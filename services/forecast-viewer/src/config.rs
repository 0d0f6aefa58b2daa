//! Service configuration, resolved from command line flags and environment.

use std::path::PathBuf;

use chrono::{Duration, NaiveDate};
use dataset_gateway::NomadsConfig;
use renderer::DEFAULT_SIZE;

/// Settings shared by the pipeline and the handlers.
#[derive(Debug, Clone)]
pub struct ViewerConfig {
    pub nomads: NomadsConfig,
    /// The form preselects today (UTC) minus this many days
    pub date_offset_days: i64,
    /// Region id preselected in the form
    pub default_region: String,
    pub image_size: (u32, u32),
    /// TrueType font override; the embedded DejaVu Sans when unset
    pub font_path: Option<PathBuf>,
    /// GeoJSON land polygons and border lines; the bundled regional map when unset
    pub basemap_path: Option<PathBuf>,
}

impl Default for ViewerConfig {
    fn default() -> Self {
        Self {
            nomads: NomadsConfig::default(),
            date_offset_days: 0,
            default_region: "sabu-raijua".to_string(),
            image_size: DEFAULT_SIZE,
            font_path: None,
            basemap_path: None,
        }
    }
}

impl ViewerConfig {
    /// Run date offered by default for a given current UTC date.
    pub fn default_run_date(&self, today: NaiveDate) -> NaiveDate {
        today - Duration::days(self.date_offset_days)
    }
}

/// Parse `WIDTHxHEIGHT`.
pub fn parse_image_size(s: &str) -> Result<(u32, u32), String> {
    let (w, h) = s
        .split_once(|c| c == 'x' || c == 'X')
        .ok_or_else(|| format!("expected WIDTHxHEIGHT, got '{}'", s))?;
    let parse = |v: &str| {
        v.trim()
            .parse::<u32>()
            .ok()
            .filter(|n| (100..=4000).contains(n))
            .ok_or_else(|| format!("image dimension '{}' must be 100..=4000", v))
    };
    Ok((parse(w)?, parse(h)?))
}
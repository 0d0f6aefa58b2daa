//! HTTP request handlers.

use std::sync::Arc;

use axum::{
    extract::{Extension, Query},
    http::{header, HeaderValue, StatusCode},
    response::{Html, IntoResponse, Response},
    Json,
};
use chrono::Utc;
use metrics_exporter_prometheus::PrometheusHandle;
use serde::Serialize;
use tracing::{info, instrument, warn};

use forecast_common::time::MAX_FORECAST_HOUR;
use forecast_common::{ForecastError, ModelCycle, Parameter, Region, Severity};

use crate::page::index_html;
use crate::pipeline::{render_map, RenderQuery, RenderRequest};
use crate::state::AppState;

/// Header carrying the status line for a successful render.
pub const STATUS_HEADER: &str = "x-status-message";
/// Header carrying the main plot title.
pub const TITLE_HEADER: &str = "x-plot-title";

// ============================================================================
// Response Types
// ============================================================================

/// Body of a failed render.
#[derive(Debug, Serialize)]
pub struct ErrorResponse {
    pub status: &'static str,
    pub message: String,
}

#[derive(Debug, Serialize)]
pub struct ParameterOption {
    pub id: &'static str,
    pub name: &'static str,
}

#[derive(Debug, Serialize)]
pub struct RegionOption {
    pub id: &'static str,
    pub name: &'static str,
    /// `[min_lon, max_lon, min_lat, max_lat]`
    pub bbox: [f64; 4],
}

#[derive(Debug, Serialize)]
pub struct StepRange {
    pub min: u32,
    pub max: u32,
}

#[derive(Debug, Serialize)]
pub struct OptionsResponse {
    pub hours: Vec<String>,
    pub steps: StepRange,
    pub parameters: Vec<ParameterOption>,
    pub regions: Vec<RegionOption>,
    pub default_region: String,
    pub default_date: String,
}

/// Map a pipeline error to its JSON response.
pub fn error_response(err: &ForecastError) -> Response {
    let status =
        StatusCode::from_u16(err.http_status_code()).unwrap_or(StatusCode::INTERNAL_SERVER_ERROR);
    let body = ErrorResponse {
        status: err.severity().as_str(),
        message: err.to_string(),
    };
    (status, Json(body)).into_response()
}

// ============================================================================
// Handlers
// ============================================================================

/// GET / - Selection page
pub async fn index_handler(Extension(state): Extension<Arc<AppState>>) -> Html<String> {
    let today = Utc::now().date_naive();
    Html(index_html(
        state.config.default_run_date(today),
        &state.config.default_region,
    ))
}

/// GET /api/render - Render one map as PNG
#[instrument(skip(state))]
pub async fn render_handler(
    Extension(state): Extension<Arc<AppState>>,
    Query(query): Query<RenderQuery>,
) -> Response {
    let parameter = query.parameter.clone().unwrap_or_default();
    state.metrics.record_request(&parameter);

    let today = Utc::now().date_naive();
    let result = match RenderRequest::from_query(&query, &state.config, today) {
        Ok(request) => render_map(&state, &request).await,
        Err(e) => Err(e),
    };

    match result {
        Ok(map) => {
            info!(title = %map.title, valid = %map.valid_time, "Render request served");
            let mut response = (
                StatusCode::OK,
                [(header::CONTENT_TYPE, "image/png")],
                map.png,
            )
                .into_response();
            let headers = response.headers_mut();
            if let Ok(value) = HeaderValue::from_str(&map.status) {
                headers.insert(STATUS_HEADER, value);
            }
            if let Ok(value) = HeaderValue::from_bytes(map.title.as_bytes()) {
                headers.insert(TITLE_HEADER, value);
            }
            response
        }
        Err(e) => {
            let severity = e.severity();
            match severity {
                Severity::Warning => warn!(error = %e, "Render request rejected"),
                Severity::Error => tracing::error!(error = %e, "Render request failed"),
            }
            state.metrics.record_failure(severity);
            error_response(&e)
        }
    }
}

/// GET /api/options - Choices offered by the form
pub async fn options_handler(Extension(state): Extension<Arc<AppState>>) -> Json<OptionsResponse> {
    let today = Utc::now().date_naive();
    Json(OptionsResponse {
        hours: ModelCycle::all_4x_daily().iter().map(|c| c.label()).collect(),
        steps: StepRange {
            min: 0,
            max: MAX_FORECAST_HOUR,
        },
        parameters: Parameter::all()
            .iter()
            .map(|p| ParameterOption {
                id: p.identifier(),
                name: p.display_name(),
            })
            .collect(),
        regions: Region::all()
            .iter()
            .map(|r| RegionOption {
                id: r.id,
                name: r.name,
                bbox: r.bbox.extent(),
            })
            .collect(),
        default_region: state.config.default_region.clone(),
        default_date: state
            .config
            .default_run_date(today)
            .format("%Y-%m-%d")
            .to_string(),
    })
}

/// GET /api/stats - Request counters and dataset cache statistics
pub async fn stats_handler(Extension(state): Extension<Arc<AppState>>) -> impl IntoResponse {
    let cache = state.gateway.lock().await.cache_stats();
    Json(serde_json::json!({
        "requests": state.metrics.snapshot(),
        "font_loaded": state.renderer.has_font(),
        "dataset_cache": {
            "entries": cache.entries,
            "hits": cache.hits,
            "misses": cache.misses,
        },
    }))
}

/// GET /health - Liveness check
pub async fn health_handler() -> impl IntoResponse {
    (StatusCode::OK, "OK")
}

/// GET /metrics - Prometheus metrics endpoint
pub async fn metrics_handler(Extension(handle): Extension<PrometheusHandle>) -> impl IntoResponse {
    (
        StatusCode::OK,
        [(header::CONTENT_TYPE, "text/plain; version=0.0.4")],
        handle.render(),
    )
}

Exercise aim. Where the line holding "pub status: &'static" appears in the listing above, start reproducing exactly, and end with the line holding "pub fn error_response(err: &ForecastError)".

Result of the task.
    pub status: &'static str,
    pub message: String,
}

#[derive(Debug, Serialize)]
pub struct ParameterOption {
    pub id: &'static str,
    pub name: &'static str,
}

#[derive(Debug, Serialize)]
pub struct RegionOption {
    pub id: &'static str,
    pub name: &'static str,
    /// `[min_lon, max_lon, min_lat, max_lat]`
    pub bbox: [f64; 4],
}

#[derive(Debug, Serialize)]
pub struct StepRange {
    pub min: u32,
    pub max: u32,
}

#[derive(Debug, Serialize)]
pub struct OptionsResponse {
    pub hours: Vec<String>,
    pub steps: StepRange,
    pub parameters: Vec<ParameterOption>,
    pub regions: Vec<RegionOption>,
    pub default_region: String,
    pub default_date: String,
}

/// Map a pipeline error to its JSON response.
pub fn error_response(err: &ForecastError) -> Response {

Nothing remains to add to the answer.